* **What needs to be done**:
If a line in the records below holds the string "initial", count it, and state only the final count.

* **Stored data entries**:
-------------------------

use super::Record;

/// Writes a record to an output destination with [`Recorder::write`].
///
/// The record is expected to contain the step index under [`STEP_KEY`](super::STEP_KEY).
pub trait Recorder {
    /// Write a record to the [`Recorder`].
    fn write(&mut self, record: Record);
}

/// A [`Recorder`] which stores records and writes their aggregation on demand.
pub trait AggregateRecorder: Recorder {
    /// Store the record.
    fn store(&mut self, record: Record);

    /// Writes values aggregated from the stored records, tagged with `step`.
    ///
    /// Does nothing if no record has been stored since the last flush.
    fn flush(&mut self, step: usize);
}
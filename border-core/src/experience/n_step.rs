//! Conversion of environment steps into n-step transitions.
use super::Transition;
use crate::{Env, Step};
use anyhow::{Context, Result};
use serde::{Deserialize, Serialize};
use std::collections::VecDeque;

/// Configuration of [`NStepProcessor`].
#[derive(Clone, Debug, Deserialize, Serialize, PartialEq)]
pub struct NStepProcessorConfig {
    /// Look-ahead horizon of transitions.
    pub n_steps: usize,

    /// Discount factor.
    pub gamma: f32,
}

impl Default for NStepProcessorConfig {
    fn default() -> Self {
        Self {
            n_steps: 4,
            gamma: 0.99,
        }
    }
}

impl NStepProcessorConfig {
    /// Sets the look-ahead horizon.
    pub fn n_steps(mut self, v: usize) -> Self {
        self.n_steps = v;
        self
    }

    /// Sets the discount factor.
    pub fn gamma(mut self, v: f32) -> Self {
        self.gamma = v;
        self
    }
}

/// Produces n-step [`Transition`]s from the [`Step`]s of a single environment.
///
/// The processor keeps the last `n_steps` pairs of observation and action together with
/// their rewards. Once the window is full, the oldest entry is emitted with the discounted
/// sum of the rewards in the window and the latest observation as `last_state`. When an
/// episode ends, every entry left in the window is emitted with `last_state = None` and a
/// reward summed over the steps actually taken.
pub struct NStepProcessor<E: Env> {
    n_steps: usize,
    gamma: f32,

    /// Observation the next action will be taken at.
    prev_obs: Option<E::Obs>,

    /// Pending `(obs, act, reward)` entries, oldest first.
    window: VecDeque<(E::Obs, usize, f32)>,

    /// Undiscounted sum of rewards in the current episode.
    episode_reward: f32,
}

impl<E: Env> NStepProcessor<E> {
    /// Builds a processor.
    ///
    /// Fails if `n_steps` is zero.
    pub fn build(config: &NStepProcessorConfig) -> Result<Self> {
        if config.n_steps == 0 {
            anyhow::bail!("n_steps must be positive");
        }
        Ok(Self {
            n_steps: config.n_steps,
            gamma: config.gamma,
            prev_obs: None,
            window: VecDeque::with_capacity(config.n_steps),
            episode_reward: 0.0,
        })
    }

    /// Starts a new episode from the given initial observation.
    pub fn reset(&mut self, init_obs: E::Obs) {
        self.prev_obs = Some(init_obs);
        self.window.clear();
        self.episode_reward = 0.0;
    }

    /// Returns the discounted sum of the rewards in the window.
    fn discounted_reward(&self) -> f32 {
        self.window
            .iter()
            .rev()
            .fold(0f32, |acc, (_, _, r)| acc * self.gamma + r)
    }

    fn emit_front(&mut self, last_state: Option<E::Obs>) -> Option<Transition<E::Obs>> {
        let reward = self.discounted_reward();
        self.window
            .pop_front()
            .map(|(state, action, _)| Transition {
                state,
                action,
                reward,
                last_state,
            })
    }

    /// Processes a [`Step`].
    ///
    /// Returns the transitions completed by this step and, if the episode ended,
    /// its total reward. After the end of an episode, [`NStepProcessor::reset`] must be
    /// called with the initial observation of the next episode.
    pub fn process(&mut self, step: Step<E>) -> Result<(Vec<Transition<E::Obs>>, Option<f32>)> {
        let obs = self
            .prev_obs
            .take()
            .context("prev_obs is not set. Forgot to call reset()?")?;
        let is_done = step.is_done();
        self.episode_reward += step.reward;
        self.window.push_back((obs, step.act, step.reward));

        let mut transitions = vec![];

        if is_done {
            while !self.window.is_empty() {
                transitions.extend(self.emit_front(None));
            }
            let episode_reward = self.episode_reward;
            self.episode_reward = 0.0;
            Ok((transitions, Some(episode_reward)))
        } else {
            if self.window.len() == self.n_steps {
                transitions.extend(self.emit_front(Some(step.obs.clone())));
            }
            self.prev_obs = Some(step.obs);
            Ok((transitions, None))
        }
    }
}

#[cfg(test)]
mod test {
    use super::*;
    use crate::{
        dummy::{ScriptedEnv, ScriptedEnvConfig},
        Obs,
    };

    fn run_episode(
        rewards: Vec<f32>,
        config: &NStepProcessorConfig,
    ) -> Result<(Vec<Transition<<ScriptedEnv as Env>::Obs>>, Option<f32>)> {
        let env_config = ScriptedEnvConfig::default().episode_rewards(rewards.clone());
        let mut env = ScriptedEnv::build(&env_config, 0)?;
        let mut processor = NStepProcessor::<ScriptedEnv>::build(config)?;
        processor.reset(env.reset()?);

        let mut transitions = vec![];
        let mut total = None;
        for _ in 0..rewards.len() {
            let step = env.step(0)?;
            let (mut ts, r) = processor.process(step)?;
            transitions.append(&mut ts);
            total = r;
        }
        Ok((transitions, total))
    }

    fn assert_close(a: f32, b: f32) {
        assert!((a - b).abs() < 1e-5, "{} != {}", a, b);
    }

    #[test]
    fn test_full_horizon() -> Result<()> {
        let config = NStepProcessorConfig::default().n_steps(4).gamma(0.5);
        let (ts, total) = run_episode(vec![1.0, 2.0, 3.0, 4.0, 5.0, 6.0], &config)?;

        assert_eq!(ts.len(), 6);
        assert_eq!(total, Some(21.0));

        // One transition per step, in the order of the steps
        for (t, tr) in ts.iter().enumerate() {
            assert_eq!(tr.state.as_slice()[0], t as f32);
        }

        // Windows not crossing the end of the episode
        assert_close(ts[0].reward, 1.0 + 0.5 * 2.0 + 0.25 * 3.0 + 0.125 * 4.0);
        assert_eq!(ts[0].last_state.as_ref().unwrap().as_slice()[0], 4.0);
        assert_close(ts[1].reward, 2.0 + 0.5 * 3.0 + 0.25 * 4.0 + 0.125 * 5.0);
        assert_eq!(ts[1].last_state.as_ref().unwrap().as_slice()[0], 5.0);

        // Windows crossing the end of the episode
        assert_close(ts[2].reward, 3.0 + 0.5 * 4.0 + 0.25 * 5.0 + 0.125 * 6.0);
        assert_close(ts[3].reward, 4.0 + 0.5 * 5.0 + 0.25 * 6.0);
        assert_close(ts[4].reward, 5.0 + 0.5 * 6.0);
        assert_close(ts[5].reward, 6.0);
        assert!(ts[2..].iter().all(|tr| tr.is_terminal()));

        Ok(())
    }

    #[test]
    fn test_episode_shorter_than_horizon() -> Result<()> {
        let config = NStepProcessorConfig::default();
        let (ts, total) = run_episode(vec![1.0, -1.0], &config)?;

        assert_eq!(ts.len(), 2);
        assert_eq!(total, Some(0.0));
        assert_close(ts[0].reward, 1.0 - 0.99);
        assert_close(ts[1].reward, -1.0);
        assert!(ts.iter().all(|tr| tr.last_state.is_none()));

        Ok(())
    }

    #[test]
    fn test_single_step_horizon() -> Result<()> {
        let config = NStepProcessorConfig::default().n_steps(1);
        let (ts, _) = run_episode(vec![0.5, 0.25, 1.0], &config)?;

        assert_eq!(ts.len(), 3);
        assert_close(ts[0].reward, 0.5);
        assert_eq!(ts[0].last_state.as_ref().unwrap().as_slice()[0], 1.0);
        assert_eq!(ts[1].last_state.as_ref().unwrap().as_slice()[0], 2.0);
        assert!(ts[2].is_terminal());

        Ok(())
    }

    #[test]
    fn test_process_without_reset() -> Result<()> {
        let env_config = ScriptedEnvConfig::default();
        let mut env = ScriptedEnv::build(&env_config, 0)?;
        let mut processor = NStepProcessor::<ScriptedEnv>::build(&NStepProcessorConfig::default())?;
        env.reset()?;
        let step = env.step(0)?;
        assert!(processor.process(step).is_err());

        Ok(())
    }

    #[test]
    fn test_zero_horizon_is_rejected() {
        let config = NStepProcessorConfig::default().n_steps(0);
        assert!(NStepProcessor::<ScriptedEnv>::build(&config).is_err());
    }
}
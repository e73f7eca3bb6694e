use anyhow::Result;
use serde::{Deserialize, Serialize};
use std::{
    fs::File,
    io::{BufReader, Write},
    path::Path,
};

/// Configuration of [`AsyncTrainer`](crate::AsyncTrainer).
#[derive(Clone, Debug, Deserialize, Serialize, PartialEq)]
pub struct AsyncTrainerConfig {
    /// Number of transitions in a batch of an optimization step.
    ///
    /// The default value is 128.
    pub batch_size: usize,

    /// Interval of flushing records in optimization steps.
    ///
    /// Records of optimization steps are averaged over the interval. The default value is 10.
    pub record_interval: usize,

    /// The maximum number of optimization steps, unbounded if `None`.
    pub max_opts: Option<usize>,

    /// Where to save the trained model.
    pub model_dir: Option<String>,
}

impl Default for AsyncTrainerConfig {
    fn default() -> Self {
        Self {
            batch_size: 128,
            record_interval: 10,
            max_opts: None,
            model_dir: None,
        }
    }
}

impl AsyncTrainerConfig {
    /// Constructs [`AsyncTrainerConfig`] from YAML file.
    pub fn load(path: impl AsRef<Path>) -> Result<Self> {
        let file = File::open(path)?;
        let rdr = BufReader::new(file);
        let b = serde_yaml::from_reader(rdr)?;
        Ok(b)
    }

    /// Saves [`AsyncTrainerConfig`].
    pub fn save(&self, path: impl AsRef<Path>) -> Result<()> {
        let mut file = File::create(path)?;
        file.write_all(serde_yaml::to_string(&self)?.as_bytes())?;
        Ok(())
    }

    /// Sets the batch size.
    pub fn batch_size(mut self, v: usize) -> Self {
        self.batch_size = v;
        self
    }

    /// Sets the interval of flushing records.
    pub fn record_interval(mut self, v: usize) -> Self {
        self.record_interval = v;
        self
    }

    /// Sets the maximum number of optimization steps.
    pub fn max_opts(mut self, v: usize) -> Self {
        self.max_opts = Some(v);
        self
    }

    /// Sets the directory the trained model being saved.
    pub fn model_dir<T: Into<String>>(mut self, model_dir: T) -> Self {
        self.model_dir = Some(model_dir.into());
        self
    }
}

-------------------------

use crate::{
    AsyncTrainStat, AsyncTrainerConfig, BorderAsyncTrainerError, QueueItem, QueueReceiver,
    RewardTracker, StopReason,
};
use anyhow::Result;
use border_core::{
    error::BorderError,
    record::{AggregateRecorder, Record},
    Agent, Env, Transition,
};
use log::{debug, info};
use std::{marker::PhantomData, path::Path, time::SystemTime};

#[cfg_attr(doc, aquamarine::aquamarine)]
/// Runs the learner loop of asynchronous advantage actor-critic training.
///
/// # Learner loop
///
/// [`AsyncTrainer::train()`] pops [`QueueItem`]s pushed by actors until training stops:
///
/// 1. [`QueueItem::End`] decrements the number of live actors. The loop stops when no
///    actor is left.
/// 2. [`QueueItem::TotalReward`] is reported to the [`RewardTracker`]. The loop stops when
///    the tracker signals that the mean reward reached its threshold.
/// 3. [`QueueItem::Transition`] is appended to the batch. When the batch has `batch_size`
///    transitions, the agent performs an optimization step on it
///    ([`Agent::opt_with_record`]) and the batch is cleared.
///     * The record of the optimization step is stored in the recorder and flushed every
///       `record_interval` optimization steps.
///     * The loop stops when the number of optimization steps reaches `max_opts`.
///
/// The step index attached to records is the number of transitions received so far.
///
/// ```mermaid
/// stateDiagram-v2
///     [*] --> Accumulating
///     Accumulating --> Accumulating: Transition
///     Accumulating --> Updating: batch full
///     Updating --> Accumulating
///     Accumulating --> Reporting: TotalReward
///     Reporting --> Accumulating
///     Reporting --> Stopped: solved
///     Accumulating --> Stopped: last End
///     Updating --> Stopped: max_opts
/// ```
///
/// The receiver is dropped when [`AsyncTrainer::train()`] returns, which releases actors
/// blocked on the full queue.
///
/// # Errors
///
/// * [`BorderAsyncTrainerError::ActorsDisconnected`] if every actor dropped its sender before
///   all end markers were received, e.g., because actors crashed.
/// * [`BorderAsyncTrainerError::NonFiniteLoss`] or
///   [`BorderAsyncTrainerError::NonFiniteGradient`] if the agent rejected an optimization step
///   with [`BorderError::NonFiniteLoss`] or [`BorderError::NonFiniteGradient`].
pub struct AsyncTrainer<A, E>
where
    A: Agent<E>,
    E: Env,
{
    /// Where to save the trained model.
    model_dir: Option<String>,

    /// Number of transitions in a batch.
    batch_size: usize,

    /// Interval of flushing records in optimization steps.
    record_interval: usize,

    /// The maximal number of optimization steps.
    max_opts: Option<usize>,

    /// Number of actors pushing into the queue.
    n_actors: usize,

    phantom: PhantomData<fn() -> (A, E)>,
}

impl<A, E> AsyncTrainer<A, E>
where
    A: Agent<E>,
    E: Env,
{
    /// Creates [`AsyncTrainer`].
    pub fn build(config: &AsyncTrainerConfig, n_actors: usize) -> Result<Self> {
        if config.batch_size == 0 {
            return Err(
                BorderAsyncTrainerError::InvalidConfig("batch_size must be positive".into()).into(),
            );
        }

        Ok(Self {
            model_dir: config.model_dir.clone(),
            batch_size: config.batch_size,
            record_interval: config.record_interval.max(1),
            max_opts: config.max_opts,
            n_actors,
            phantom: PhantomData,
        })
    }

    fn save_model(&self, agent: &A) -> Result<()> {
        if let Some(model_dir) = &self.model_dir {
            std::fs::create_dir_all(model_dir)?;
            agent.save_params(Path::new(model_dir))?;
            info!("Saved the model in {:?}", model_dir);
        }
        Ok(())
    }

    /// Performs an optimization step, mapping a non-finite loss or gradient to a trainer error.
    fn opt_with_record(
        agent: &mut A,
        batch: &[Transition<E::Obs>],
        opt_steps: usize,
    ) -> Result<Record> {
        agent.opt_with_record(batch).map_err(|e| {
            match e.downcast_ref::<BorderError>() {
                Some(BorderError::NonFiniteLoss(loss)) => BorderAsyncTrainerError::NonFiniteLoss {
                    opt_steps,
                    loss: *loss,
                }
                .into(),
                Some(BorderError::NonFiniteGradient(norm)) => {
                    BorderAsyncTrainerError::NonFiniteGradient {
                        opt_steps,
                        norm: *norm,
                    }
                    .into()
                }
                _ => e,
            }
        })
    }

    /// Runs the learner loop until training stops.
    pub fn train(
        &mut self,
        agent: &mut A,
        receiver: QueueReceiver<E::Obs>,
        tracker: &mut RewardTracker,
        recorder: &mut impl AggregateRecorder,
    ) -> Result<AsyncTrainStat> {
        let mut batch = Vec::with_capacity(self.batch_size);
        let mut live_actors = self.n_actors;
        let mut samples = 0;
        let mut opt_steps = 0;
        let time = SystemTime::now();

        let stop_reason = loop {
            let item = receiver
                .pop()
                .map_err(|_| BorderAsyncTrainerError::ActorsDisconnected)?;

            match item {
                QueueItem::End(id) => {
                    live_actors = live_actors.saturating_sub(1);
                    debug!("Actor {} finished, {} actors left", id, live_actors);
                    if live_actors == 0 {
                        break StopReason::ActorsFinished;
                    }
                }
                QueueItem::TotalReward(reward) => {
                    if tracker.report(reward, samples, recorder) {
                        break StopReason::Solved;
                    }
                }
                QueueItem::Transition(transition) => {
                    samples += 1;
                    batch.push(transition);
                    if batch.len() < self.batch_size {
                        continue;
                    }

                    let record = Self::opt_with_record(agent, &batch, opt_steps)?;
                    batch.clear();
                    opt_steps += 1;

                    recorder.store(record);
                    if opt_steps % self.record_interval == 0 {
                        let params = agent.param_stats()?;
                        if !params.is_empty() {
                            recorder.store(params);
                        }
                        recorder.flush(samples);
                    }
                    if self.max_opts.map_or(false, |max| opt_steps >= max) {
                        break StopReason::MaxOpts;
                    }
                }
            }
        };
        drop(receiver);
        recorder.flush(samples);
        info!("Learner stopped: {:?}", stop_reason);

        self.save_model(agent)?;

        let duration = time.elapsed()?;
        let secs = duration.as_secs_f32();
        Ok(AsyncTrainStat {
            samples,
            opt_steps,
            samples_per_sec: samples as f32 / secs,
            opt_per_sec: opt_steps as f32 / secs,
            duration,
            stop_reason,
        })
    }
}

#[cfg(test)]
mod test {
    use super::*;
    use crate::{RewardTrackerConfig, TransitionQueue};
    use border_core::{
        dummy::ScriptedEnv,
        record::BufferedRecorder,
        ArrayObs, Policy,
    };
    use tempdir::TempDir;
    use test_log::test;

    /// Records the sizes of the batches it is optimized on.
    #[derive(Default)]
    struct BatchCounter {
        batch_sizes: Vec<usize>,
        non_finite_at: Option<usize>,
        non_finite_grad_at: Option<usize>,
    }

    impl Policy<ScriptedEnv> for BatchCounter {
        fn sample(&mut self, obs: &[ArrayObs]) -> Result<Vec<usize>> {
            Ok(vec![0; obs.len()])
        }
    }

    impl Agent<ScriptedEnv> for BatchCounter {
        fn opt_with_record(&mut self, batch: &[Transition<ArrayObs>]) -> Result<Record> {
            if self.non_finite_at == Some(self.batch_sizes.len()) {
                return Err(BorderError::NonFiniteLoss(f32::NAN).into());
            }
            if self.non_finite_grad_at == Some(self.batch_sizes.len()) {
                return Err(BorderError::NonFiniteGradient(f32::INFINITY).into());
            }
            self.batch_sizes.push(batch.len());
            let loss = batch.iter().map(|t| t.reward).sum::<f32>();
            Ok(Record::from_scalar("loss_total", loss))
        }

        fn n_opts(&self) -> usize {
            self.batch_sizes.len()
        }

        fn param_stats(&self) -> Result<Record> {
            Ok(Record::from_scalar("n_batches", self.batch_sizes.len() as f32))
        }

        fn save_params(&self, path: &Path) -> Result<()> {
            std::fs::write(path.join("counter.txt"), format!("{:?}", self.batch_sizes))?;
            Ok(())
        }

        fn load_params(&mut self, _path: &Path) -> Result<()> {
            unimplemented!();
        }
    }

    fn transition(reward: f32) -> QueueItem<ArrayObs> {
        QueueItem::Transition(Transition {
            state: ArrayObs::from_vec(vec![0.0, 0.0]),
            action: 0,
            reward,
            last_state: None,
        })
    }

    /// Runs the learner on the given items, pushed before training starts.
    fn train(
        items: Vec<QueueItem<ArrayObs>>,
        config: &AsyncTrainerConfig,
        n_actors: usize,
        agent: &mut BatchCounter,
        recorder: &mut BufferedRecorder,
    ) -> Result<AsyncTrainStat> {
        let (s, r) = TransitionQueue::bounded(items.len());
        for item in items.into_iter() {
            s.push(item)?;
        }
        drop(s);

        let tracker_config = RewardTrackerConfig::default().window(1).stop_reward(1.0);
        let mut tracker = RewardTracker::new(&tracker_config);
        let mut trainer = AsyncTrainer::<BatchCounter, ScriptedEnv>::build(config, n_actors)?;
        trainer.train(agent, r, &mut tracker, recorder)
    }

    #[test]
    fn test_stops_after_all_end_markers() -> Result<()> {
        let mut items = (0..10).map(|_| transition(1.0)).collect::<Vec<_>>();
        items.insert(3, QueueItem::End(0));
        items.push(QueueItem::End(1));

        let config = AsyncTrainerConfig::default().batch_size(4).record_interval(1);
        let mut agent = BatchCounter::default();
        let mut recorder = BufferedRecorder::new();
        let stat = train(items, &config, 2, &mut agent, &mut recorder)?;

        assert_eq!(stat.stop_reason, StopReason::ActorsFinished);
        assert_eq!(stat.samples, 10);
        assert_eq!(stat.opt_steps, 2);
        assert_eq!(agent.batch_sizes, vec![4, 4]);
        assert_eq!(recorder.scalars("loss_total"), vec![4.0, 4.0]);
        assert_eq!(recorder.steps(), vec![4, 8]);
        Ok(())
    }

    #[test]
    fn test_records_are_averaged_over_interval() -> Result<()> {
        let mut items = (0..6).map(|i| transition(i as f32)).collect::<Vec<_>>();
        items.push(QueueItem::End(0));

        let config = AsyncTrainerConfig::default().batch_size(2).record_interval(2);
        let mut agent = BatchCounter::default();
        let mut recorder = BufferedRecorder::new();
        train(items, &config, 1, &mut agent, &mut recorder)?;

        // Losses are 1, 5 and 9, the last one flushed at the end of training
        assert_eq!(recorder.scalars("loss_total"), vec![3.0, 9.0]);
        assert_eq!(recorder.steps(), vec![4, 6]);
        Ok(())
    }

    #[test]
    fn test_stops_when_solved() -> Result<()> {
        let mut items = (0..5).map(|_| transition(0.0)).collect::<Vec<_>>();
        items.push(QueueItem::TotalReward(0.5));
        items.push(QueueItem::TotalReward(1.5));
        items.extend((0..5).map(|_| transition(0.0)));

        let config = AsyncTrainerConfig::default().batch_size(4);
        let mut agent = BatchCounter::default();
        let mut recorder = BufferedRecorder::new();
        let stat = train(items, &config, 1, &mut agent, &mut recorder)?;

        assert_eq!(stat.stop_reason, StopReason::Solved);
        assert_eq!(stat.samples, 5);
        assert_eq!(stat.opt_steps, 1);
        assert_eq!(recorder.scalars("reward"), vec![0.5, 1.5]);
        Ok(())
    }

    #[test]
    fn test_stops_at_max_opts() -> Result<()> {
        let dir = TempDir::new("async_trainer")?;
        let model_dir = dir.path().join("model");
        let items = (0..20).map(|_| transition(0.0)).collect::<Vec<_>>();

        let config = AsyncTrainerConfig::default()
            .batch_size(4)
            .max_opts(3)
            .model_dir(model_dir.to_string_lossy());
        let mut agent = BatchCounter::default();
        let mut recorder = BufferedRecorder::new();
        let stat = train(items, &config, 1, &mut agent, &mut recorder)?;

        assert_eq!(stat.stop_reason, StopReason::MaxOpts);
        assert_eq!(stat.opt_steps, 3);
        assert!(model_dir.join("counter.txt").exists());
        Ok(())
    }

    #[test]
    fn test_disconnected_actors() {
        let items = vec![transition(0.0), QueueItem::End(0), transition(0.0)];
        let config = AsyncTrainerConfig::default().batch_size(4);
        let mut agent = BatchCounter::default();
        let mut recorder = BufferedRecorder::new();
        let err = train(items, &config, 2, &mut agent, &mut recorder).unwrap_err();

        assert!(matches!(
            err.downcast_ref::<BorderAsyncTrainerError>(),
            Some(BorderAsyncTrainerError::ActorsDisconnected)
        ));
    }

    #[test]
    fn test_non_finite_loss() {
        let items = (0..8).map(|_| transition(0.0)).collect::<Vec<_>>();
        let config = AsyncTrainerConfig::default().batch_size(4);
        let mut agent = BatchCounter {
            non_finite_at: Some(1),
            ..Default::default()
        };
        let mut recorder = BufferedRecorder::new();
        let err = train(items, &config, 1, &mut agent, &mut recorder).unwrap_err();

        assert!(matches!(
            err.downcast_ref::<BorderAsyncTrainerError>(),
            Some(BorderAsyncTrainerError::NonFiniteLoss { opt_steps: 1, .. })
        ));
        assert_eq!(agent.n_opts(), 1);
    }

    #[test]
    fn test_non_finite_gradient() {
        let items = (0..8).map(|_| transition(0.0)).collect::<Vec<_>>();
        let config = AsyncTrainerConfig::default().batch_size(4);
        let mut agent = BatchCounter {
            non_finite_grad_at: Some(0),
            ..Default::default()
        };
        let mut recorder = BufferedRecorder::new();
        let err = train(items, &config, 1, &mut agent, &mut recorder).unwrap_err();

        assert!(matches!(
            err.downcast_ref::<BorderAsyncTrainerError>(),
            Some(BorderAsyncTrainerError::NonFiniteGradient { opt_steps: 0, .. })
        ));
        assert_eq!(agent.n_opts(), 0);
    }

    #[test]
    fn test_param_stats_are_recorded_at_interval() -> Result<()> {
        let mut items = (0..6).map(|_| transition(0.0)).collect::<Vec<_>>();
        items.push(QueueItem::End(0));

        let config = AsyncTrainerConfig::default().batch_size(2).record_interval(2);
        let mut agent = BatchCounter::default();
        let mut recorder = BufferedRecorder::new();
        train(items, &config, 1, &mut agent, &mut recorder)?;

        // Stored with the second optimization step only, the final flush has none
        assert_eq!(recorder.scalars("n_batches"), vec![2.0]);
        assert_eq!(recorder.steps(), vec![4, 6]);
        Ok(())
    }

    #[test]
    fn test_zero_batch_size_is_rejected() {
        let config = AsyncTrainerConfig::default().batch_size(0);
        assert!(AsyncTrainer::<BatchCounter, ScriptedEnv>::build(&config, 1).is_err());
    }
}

-------------------------

* **Answer box**:
2